The reality is, there are a lot of people who genuinely believe themselves to be positive deviants and agents of systems change whose work is actually strengthening the very systems dynamics they seek to transform. Others are working within a range of anti-systemic boundary conditions that currently constrain the likelihood of meaningful impact. And some are just facing backwards and shouting as they are carried down the river.
We all have critical roles to play and ways to authentically participate in these times. Being a positive deviant isn’t better than any other form of participation and the selection process is not a vote on anyone’s worthiness or capacity for impacting the world. The Fellowship is simply a particular kind of learning space designed to support two specific kinds of positive deviants. We sometimes think of them as innovators and eco-system builders.

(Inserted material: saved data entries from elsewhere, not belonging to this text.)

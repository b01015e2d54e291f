//! # BibTeX format support (§4.B)
//! Parsing (with error recovery, `@string` macro resolution, and format-preservation
//! bookkeeping), streaming, and emission of the BibTeX interchange format.
pub mod emit;
pub mod parser;
pub mod stream;

pub use emit::{to_bibtex, to_bibtex_many, to_bibtex_preserving};
pub use parser::{
    parse_bytes, parse_bytes_preserving, parse_str, parse_str_preserving, MacroTable, ParseOutcome,
    RecordedComment,
};
pub use stream::StreamingParser;
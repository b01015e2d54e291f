use thiserror::Error;

use super::RepositoryError;

/// Errors raised by the operations layer (§4.J). Per §7's error-kind table, a lock timeout and
/// a constraint violation are both reported through [`crate::ops::OperationResult`] rather than
/// propagated as a hard error in most call paths; this type exists for the handful of entry
/// points (dry-run setup, generator misuse) that have no sensible partial result to return.
#[derive(Error, Debug)]
pub enum OperationError {
    #[error("lock acquisition timed out for key '{0}'")]
    LockTimeout(String),
    #[error(transparent)]
    Repository(#[from] RepositoryError),
}
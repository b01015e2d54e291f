//! # Error implementation
//! The main error types which result from normal usage. Each subsystem gets its own error
//! enum; [`Error`] aggregates them for callers who do not care which subsystem failed.
//!
//! Field validators and quality rules never raise: invalid input is represented as data
//! (see [`crate::entry::ValidationResult`]), not as an [`Error`] variant. The variants below
//! are reserved for failures a caller cannot route around: malformed input that cannot be
//! parsed at all, and storage/backend failures.
mod bibtex;
mod citekey;
mod operation;
mod repository;
mod storage;

use thiserror::Error;

pub use self::{
    bibtex::{BibtexError, BibtexErrorKind},
    citekey::CitekeyError,
    operation::OperationError,
    repository::RepositoryError,
    storage::StorageError,
};

#[derive(Error, Debug)]
pub enum Error {
    #[error("BibTeX error: {0}")]
    Bibtex(#[from] BibtexError),
    #[error("Citation key error: {0}")]
    Citekey(#[from] CitekeyError),
    #[error("Storage error: {0}")]
    Storage(#[from] StorageError),
    #[error("Repository error: {0}")]
    Repository(#[from] RepositoryError),
    #[error("Operation error: {0}")]
    Operation(#[from] OperationError),
}

impl From<rusqlite::Error> for Error {
    fn from(value: rusqlite::Error) -> Self {
        Self::Storage(value.into())
    }
}
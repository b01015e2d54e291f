use std::fmt;

use serde::{Deserialize, Serialize};

/// Severity of a [`ValidationResult`] (§3).
#[derive(Debug, Clone, Copy, PartialEq, Eq, PartialOrd, Ord, Serialize, Deserialize)]
#[serde(rename_all = "lowercase")]
pub enum Severity {
    Info,
    Suggestion,
    Warning,
    Error,
}

impl fmt::Display for Severity {
    fn fmt(&self, f: &mut fmt::Formatter<'_>) -> fmt::Result {
        f.write_str(match self {
            Self::Error => "error",
            Self::Warning => "warning",
            Self::Info => "info",
            Self::Suggestion => "suggestion",
        })
    }
}

/// The outcome of validating a single field (or, for quality/consistency rules, a single
/// applicability check) against an entry (§3).
#[derive(Debug, Clone, PartialEq, Serialize, Deserialize)]
pub struct ValidationResult {
    pub field: String,
    pub value: Option<String>,
    pub valid: bool,
    pub severity: Severity,
    pub message: String,
    pub suggestion: Option<String>,
}

impl ValidationResult {
    pub fn ok(field: impl Into<String>, value: impl Into<String>) -> Self {
        Self {
            field: field.into(),
            value: Some(value.into()),
            valid: true,
            severity: Severity::Info,
            message: String::new(),
            suggestion: None,
        }
    }

    pub fn invalid(
        field: impl Into<String>,
        value: Option<String>,
        severity: Severity,
        message: impl Into<String>,
    ) -> Self {
        Self {
            field: field.into(),
            value,
            valid: false,
            severity,
            message: message.into(),
            suggestion: None,
        }
    }

    pub fn with_suggestion(mut self, suggestion: impl Into<String>) -> Self {
        self.suggestion = Some(suggestion.into());
        self
    }
}
//! # Quality engine (§4.D)
//! A rule registry (field validators plus cross-field correlation rules), collection-wide
//! consistency checks (crossref resolution/cycle/orphan detection, duplicate delegation), a
//! content-hash-keyed cache, and report assembly.
mod cache;
mod consistency;
mod report;
mod rules;

pub use cache::{CacheStats, QualityCache};
pub use consistency::{check_crossref_cycles, check_crossref_resolution, find_orphaned_entries};
pub use report::{build_report, QualityReport};
pub use rules::{
    ArticlePagesImplyVolumeRule, BookIsbnImpliesPublisherRule, FieldValidationRule,
    MiscEmptyUrlWarnsRule, Rule, RuleKind, RuleSet, ThesisRequiresSchoolRule,
};
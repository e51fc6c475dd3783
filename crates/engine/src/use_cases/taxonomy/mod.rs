//! Category attribute hierarchy use cases.
//!
//! Writes go through a store transaction so that path validation, sibling
//! checks, and the write itself see one consistent snapshot.

use std::sync::Arc;

use crate::infrastructure::ports::{ClockPort, TaxonomyRepo};

mod categories;
mod delete_attribute;
mod error;
mod insert_attribute;
mod path_validator;
mod tree_reader;

#[cfg(test)]
mod test_support;

pub use categories::CategoryOps;
pub use delete_attribute::DeleteAttribute;
pub use error::{ErrorKind, TaxonomyError};
pub use insert_attribute::InsertAttribute;
pub use path_validator::{resolve_descendant, validate_path};
pub use tree_reader::TreeReader;

/// Container for taxonomy use cases.
pub struct TaxonomyUseCases {
    pub insert_attribute: Arc<InsertAttribute>,
    pub delete_attribute: Arc<DeleteAttribute>,
    pub reader: Arc<TreeReader>,
    pub categories: Arc<CategoryOps>,
}

impl TaxonomyUseCases {
    pub fn new(repo: Arc<dyn TaxonomyRepo>, clock: Arc<dyn ClockPort>) -> Self {
        Self {
            insert_attribute: Arc::new(InsertAttribute::new(repo.clone(), clock.clone())),
            delete_attribute: Arc::new(DeleteAttribute::new(repo.clone())),
            reader: Arc::new(TreeReader::new(repo.clone())),
            categories: Arc::new(CategoryOps::new(repo, clock)),
        }
    }
}
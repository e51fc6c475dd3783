use std::fmt;
use std::num::ParseIntError;
use std::str::FromStr;

use serde::{Deserialize, Serialize};

/// Store-assigned integer identifiers.
///
/// Ids are never minted by the domain; they come back from the store after an
/// insert, so there is no `new()` that invents one.
macro_rules! define_id {
    ($name:ident) => {
        #[derive(
            Debug, Clone, Copy, PartialEq, Eq, Hash, PartialOrd, Ord, Serialize, Deserialize,
        )]
        #[serde(transparent)]
        pub struct $name(i64);

        impl $name {
            pub const fn from_raw(value: i64) -> Self {
                Self(value)
            }

            pub const fn get(self) -> i64 {
                self.0
            }
        }

        impl fmt::Display for $name {
            fn fmt(&self, f: &mut fmt::Formatter<'_>) -> fmt::Result {
                write!(f, "{}", self.0)
            }
        }

        impl FromStr for $name {
            type Err = ParseIntError;

            fn from_str(s: &str) -> Result<Self, Self::Err> {
                s.trim().parse::<i64>().map(Self)
            }
        }

        impl From<i64> for $name {
            fn from(value: i64) -> Self {
                Self(value)
            }
        }

        impl From<$name> for i64 {
            fn from(value: $name) -> Self {
                value.0
            }
        }
    };
}

// Root classification
define_id!(CategoryId);

// Attribute tree nodes
define_id!(AttributeId);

- Innovators: people whose work (insights, products, processes, breakthrough technologies, platforms, designs, innovations, systems leadership etc.) is poised to make a tangible impact at scale around issues of critical concern. They are living models of adjacent possibility. Network attractors around whom patterns of successful adaptation and beneficial coherence begin to coalesce. They have tangible projects and they’re on the move.
- Eco-system builders: people who find, fund, support, catalyze, connect, amplify or otherwise uplift patterns of successful adaptation and emergence. They are often boundary spanning generalists with high complexity awareness who are comfortable with both structure and creativity. They provide a critical adaptive leadership function within - and between - organizations, networks, domains of expertise, knowledge cultures, ecologies of practice, and systems of all kinds.
These two groups have some important differences, along with some distinct learning needs and developmental edges. But both seem to share a certain kind of moral courage, creativity and dogged tenacity. They often have a strong sense of purpose or calling that guides them. They display a weird combination of humility and audacity. They are invariably wildly curious, they’re willing to experiment and they take risks. They dream big and seem to ‘see’ connections, patterns and possibilities that are often invisible to the rest of us. And they have a history of ‘going for it’.
Sometimes, when you bring them together, you catch a glimpse of our collective potential.
Other times, it’s like being in a room full of belligerent honey badgers.
One thing is certain. They’re not easy to find!
But if any of this sounds like you - or someone you know - we’d love to read your application or check out your nomination.
I had to come back and read this a second time, knowing that there was more to take in than simply the initial "yes!" resonance. I am taking inspiration from the list of positive deviance's reminders; looking for it out in the world, for places where I can be inspired by it and places where I AM it.